Czernowin’s work has been awarded the Ernst von Siemens Music Prize (2003), a Guggenheim Fellowship, a Fromm Music Foundation Commission and the Kranichsteiner Musikpreis at Darmstadt Ferienkurse, among others. Both Pnima (in 2000) and Infinite Now (in 2017) were chosen as the best premieres of the year in the Opernwelt international critic’s survey.  Her CD The Quiet won the German Record Critics’ Prize. She is a member of the Akademie der Künste Berlin and the Akademie der Schönen Künste Munich. Her work is published by Schott.

Dr. Neil W. Levin

Neil W. Levin is one of the world’s leading experts in the field of Jewish-related music, having authored hundreds of publications on the subject. He has served on the faculty of the Jewish Theological Seminary of America since 1982 and has been the Anne E. Leibowitz Visiting Professor in Residence in Music at the YIVO Institute for Jewish Research since 2016. Dr. Levin is the Artistic Director and Editor in Chief of the Milken Archive of Jewish Music, which documents, preserves and disseminates music of the Jewish experience including the ground-breaking 51-CD series released by Naxos.

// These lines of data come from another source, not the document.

//! Money-flow statistics per stock and trade date (`moneyflow`).
//!
//! Order sizes follow Tushare's buckets: small (小单), medium (中单),
//! large (大单), and extra-large (特大单).

use chrono::NaiveDate;
use serde::Serialize;

use crate::core::{Params, RetryConfig, TsClient, TsError};

/// One money-flow row. Volumes are in lots, amounts in 10k CNY.
#[derive(Debug, Clone, PartialEq, Serialize)]
pub struct MoneyFlow {
    pub code: String,
    pub date: NaiveDate,
    pub buy_sm_vol: f64,
    pub buy_sm_amount: f64,
    pub sell_sm_vol: f64,
    pub sell_sm_amount: f64,
    pub buy_md_vol: f64,
    pub buy_md_amount: f64,
    pub sell_md_vol: f64,
    pub sell_md_amount: f64,
    pub buy_lg_vol: f64,
    pub buy_lg_amount: f64,
    pub sell_lg_vol: f64,
    pub sell_lg_amount: f64,
    pub buy_elg_vol: f64,
    pub buy_elg_amount: f64,
    pub sell_elg_vol: f64,
    pub sell_elg_amount: f64,
    /// Net inflow volume.
    pub net_mf_vol: f64,
    /// Net inflow amount.
    pub net_mf_amount: f64,
}

const MONEYFLOW_FIELDS: [&str; 20] = [
    "ts_code",
    "trade_date",
    "buy_sm_vol",
    "buy_sm_amount",
    "sell_sm_vol",
    "sell_sm_amount",
    "buy_md_vol",
    "buy_md_amount",
    "sell_md_vol",
    "sell_md_amount",
    "buy_lg_vol",
    "buy_lg_amount",
    "sell_lg_vol",
    "sell_lg_amount",
    "buy_elg_vol",
    "buy_elg_amount",
    "sell_elg_vol",
    "sell_elg_amount",
    "net_mf_vol",
    "net_mf_amount",
];

/// Money-flow data (`moneyflow`).
#[must_use]
pub fn moneyflow(client: &TsClient) -> MoneyFlowBuilder {
    MoneyFlowBuilder {
        client: client.clone(),
        params: Params::new(),
        retry_override: None,
    }
}

/// A builder for the `moneyflow` endpoint.
#[derive(Debug)]
pub struct MoneyFlowBuilder {
    client: TsClient,
    params: Params,
    retry_override: Option<RetryConfig>,
}

impl MoneyFlowBuilder {
    /// Restrict to one instrument code.
    #[must_use]
    pub fn code(mut self, code: impl Into<String>) -> Self {
        self.params.set("ts_code", code.into());
        self
    }

    /// Restrict to a single trade date.
    #[must_use]
    pub fn date(mut self, date: NaiveDate) -> Self {
        self.params.set_date("trade_date", date);
        self
    }

    /// Restrict to an inclusive trade-date range.
    #[must_use]
    pub fn date_range(mut self, start: NaiveDate, end: NaiveDate) -> Self {
        self.params.set_date_range(start, end);
        self
    }

    /// Overrides the default retry policy for this specific API call.
    #[must_use]
    pub fn retry_policy(mut self, cfg: Option<RetryConfig>) -> Self {
        self.retry_override = cfg;
        self
    }

    /// Executes the request.
    ///
    /// # Errors
    ///
    /// Returns `TsError` if the date range is inverted, the network request
    /// fails, the service rejects the call, or a row cannot be decoded.
    pub async fn fetch(self) -> Result<Vec<MoneyFlow>, TsError> {
        if !self.params.dates_ordered() {
            return Err(TsError::InvalidDates);
        }
        let resp = self
            .client
            .call_with_retry(
                "moneyflow",
                &self.params,
                &MONEYFLOW_FIELDS,
                self.retry_override.as_ref(),
            )
            .await?;

        let map = resp.field_map();
        let code = map.column("ts_code");
        let date = map.column("trade_date");
        let buy_sm_vol = map.column("buy_sm_vol");
        let buy_sm_amount = map.column("buy_sm_amount");
        let sell_sm_vol = map.column("sell_sm_vol");
        let sell_sm_amount = map.column("sell_sm_amount");
        let buy_md_vol = map.column("buy_md_vol");
        let buy_md_amount = map.column("buy_md_amount");
        let sell_md_vol = map.column("sell_md_vol");
        let sell_md_amount = map.column("sell_md_amount");
        let buy_lg_vol = map.column("buy_lg_vol");
        let buy_lg_amount = map.column("buy_lg_amount");
        let sell_lg_vol = map.column("sell_lg_vol");
        let sell_lg_amount = map.column("sell_lg_amount");
        let buy_elg_vol = map.column("buy_elg_vol");
        let buy_elg_amount = map.column("buy_elg_amount");
        let sell_elg_vol = map.column("sell_elg_vol");
        let sell_elg_amount = map.column("sell_elg_amount");
        let net_mf_vol = map.column("net_mf_vol");
        let net_mf_amount = map.column("net_mf_amount");

        resp.rows
            .iter()
            .map(|row| {
                Ok(MoneyFlow {
                    code: code.str(row)?,
                    date: date.required_date(row)?,
                    buy_sm_vol: buy_sm_vol.f64(row)?,
                    buy_sm_amount: buy_sm_amount.f64(row)?,
                    sell_sm_vol: sell_sm_vol.f64(row)?,
                    sell_sm_amount: sell_sm_amount.f64(row)?,
                    buy_md_vol: buy_md_vol.f64(row)?,
                    buy_md_amount: buy_md_amount.f64(row)?,
                    sell_md_vol: sell_md_vol.f64(row)?,
                    sell_md_amount: sell_md_amount.f64(row)?,
                    buy_lg_vol: buy_lg_vol.f64(row)?,
                    buy_lg_amount: buy_lg_amount.f64(row)?,
                    sell_lg_vol: sell_lg_vol.f64(row)?,
                    sell_lg_amount: sell_lg_amount.f64(row)?,
                    buy_elg_vol: buy_elg_vol.f64(row)?,
                    buy_elg_amount: buy_elg_amount.f64(row)?,
                    sell_elg_vol: sell_elg_vol.f64(row)?,
                    sell_elg_amount: sell_elg_amount.f64(row)?,
                    net_mf_vol: net_mf_vol.f64(row)?,
                    net_mf_amount: net_mf_amount.f64(row)?,
                })
            })
            .collect()
    }
}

He devised, scripted and supervised the Archive’s theatrical-concert, One People – Many Voices, premiered in 2006 by the L.A. Philharmonic under the baton of Gerard Schwarz. Dr. Levin is also an accomplished pianist and choral conductor. He founded the Schola Hebraeica and has directed numerous concerts at Lincoln Center, the Royal Festival Hall and the Barbican Centre.

Steven Mercurio

Maestro Steven Mercurio is an internationally acclaimed conductor and composer whose musical versatility encompasses the symphonic and operatic worlds. Currently the Music Director of the Czech National Symphony Orchestra, he has previously led the London Philharmonic, Prague Philharmonia, Sydney Symphony Orchestra, New Jersey Symphony Orchestra, among others. He has also served as the Music Director of the Spoleto Festival and as Principal Conductor of the Philadelphia Opera. Maestro Mercurio has conducted numerous historic telecasts, including the “Christmas in Vienna” series with the Vienna Symphony Orchestra for Sony Classical, highlighted by the 1999 concert featuring “The Three Tenors;” and the PBS special “American Dream – Andrea Bocelli’s Statue of Liberty Concert” with the New Jersey Symphony. Mercurio also led the worldwide tour of Sting, featuring the Royal Philharmonic Orchestra and culminating in the DVD “Live in Berlin.” Also a composer, Mercurio’s For Lost Loved Ones was premiered by Zubin Mehta and the New York Philharmonic.

Betty Olivero

Betty Olivero is a contemporary Israeli composer who has spent most of her career in Florence, Italy. She is a winner of prestigious awards such as the Emet Prize for Art, Science and Culture (2015), the Koussevitzky Award (2000) and the Fromm Award (1986). She also holds numerous Israeli accolades, such as the Prime Minister’s Prize (2001 and 2009), the Rosenblum Award(2003), the Landau Award (2004), the ACUM prize for Life Achievement (2004) and the ACUM Award for Achievement of the Year (2010). Olivero’s works are published by Universal Music/Ricordi and the Israel Music Institute.

Her music is recorded by ECM, Angel, Koch International, Ricordi, Plane, IMI, Beit Hatefutsoth and Folkways labels. Between 2004-2008 Olivero was composer-in residence for the Jerusalem Symphony Orchestra. She is currently a full professor of composition at Bar-Ilan University.